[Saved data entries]

- Opening Delimiter -

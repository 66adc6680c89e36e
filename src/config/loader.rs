use std::path::{Path, PathBuf};

use anyhow::{Context, Result};

use crate::config::types::AppConfig;

/// Discover and load the app config.
///
/// Priority:
/// 1. `--config` flag (explicit path)
/// 2. `$TAIGA_BOARD_CONFIG` environment variable
/// 3. `$XDG_CONFIG_HOME/taiga-board/config.toml`
/// 4. `~/.config/taiga-board/config.toml`
pub fn load_config(explicit_path: Option<&Path>) -> Result<AppConfig> {
    // If an explicit path was given, just load that.
    if let Some(path) = explicit_path {
        return read_config(path);
    }

    match find_config() {
        Some(path) => read_config(&path),
        // No config found — use defaults.
        None => Ok(AppConfig::default()),
    }
}

fn read_config(path: &Path) -> Result<AppConfig> {
    let contents =
        std::fs::read_to_string(path).with_context(|| format!("reading {}", path.display()))?;
    toml::from_str(&contents).with_context(|| format!("parsing TOML from {}", path.display()))
}

fn find_config() -> Option<PathBuf> {
    // $TAIGA_BOARD_CONFIG
    if let Ok(path) = std::env::var("TAIGA_BOARD_CONFIG") {
        let p = PathBuf::from(&path);
        if p.is_file() {
            return Some(p);
        }
    }

    // $XDG_CONFIG_HOME/taiga-board/config.toml
    if let Ok(xdg) = std::env::var("XDG_CONFIG_HOME") {
        let p = PathBuf::from(xdg).join("taiga-board/config.toml");
        if p.is_file() {
            return Some(p);
        }
    }

    // ~/.config/taiga-board/config.toml
    if let Some(home) = home_dir() {
        let p = home.join(".config/taiga-board/config.toml");
        if p.is_file() {
            return Some(p);
        }
    }

    None
}

fn home_dir() -> Option<PathBuf> {
    std::env::var("HOME").ok().map(PathBuf::from)
}
#[cfg(test)]
mod tests {
    use super::*;

    fn make_columns() -> Vec<Column> {
        vec![
            Column {
                id: "status".to_owned(),
                header: "Status".to_owned(),
                default_width_pct: 0.0,
                align: TextAlign::Left,
                fixed_width: Some(14),
            },
            Column {
                id: "subject".to_owned(),
                header: "Subject".to_owned(),
                default_width_pct: 0.60,
                align: TextAlign::Left,
                fixed_width: None,
            },
            Column {
                id: "assignee".to_owned(),
                header: "Assignee".to_owned(),
                default_width_pct: 0.40,
                align: TextAlign::Left,
                fixed_width: None,
            },
        ]
    }

    #[test]
    fn fixed_columns_keep_their_width() {
        let widths = compute_column_widths(&make_columns(), 100);
        assert_eq!(widths[0], 14);
        let flexible: u16 = widths[1..].iter().sum();
        assert!(
            (85..=87).contains(&flexible),
            "flexible columns should fill ~86 chars, got {flexible}"
        );
        assert!(widths[1] > widths[2], "subject should be wider");
    }

    #[test]
    fn narrow_terminal_never_yields_zero_width() {
        let widths = compute_column_widths(&make_columns(), 10);
        assert!(widths.iter().all(|&w| w >= 1));
    }

    #[test]
    fn rows_with_secondary_lines_render_two_lines() {
        let columns = make_columns();
        let mut row = Row::new();
        row.insert(
            "status".to_owned(),
            Cell::plain("open").with_secondary(vec![Span::plain("sub")]),
        );
        row.insert("subject".to_owned(), Cell::plain("Fix it"));
        let rows = vec![row];

        let rendered = RenderedTable::build(&TableBuildConfig {
            columns: &columns,
            rows: &rows,
            cursor: 0,
            scroll_offset: 0,
            visible_rows: 10,
            total_width: 80,
            depth: ColorDepth::TrueColor,
            selected_bg: None,
            header_color: None,
            border_color: None,
            show_separator: true,
            empty_message: None,
        });

        let row = &rendered.body_rows[0];
        // Every cell gets two lines once any cell stacks.
        assert!(row.cells.iter().all(|c| c.lines.len() == 2));
    }

    #[test]
    fn empty_rows_produce_empty_message() {
        let columns = make_columns();
        let rendered = RenderedTable::build(&TableBuildConfig {
            columns: &columns,
            rows: &[],
            cursor: 0,
            scroll_offset: 0,
            visible_rows: 10,
            total_width: 80,
            depth: ColorDepth::TrueColor,
            selected_bg: None,
            header_color: None,
            border_color: None,
            show_separator: true,
            empty_message: Some("No issues found"),
        });
        assert_eq!(rendered.empty_message.as_deref(), Some("No issues found"));
        assert!(rendered.body_rows.is_empty());
    }

    #[test]
    fn cell_text_joins_both_lines() {
        let cell = Cell::plain("High").with_secondary(vec![Span::plain("Minor")]);
        assert_eq!(cell.text(), "High Minor");
    }
}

- Closing Delimiter -

Task to carry out => Copy out each line above, character for character.

Task response =>
repository 66adc6680c89e36e
filename src/config/loader.rs
use std::path::{Path, PathBuf};

use anyhow::{Context, Result};

use crate::config::types::AppConfig;

/// Discover and load the app config.
///
/// Priority:
/// 1. `--config` flag (explicit path)
/// 2. `$TAIGA_BOARD_CONFIG` environment variable
/// 3. `$XDG_CONFIG_HOME/taiga-board/config.toml`
/// 4. `~/.config/taiga-board/config.toml`
pub fn load_config(explicit_path: Option<&Path>) -> Result<AppConfig> {
    // If an explicit path was given, just load that.
    if let Some(path) = explicit_path {
        return read_config(path);
    }

    match find_config() {
        Some(path) => read_config(&path),
        // No config found — use defaults.
        None => Ok(AppConfig::default()),
    }
}

fn read_config(path: &Path) -> Result<AppConfig> {
    let contents =
        std::fs::read_to_string(path).with_context(|| format!("reading {}", path.display()))?;
    toml::from_str(&contents).with_context(|| format!("parsing TOML from {}", path.display()))
}

fn find_config() -> Option<PathBuf> {
    // $TAIGA_BOARD_CONFIG
    if let Ok(path) = std::env::var("TAIGA_BOARD_CONFIG") {
        let p = PathBuf::from(&path);
        if p.is_file() {
            return Some(p);
        }
    }

    // $XDG_CONFIG_HOME/taiga-board/config.toml
    if let Ok(xdg) = std::env::var("XDG_CONFIG_HOME") {
        let p = PathBuf::from(xdg).join("taiga-board/config.toml");
        if p.is_file() {
            return Some(p);
        }
    }

    // ~/.config/taiga-board/config.toml
    if let Some(home) = home_dir() {
        let p = home.join(".config/taiga-board/config.toml");
        if p.is_file() {
            return Some(p);
        }
    }

    None
}

fn home_dir() -> Option<PathBuf> {
    std::env::var("HOME").ok().map(PathBuf::from)
}
#[cfg(test)]
mod tests {
    use super::*;

    fn make_columns() -> Vec<Column> {
        vec![
            Column {
                id: "status".to_owned(),
                header: "Status".to_owned(),
                default_width_pct: 0.0,
                align: TextAlign::Left,
                fixed_width: Some(14),
            },
            Column {
                id: "subject".to_owned(),
                header: "Subject".to_owned(),
                default_width_pct: 0.60,
                align: TextAlign::Left,
                fixed_width: None,
            },
            Column {
                id: "assignee".to_owned(),
                header: "Assignee".to_owned(),
                default_width_pct: 0.40,
                align: TextAlign::Left,
                fixed_width: None,
            },
        ]
    }

    #[test]
    fn fixed_columns_keep_their_width() {
        let widths = compute_column_widths(&make_columns(), 100);
        assert_eq!(widths[0], 14);
        let flexible: u16 = widths[1..].iter().sum();
        assert!(
            (85..=87).contains(&flexible),
            "flexible columns should fill ~86 chars, got {flexible}"
        );
        assert!(widths[1] > widths[2], "subject should be wider");
    }

    #[test]
    fn narrow_terminal_never_yields_zero_width() {
        let widths = compute_column_widths(&make_columns(), 10);
        assert!(widths.iter().all(|&w| w >= 1));
    }

    #[test]
    fn rows_with_secondary_lines_render_two_lines() {
        let columns = make_columns();
        let mut row = Row::new();
        row.insert(
            "status".to_owned(),
            Cell::plain("open").with_secondary(vec![Span::plain("sub")]),
        );
        row.insert("subject".to_owned(), Cell::plain("Fix it"));
        let rows = vec![row];

        let rendered = RenderedTable::build(&TableBuildConfig {
            columns: &columns,
            rows: &rows,
            cursor: 0,
            scroll_offset: 0,
            visible_rows: 10,
            total_width: 80,
            depth: ColorDepth::TrueColor,
            selected_bg: None,
            header_color: None,
            border_color: None,
            show_separator: true,
            empty_message: None,
        });

        let row = &rendered.body_rows[0];
        // Every cell gets two lines once any cell stacks.
        assert!(row.cells.iter().all(|c| c.lines.len() == 2));
    }

    #[test]
    fn empty_rows_produce_empty_message() {
        let columns = make_columns();
        let rendered = RenderedTable::build(&TableBuildConfig {
            columns: &columns,
            rows: &[],
            cursor: 0,
            scroll_offset: 0,
            visible_rows: 10,
            total_width: 80,
            depth: ColorDepth::TrueColor,
            selected_bg: None,
            header_color: None,
            border_color: None,
            show_separator: true,
            empty_message: Some("No issues found"),
        });
        assert_eq!(rendered.empty_message.as_deref(), Some("No issues found"));
        assert!(rendered.body_rows.is_empty());
    }

    #[test]
    fn cell_text_joins_both_lines() {
        let cell = Cell::plain("High").with_secondary(vec![Span::plain("Minor")]);
        assert_eq!(cell.text(), "High Minor");
    }
}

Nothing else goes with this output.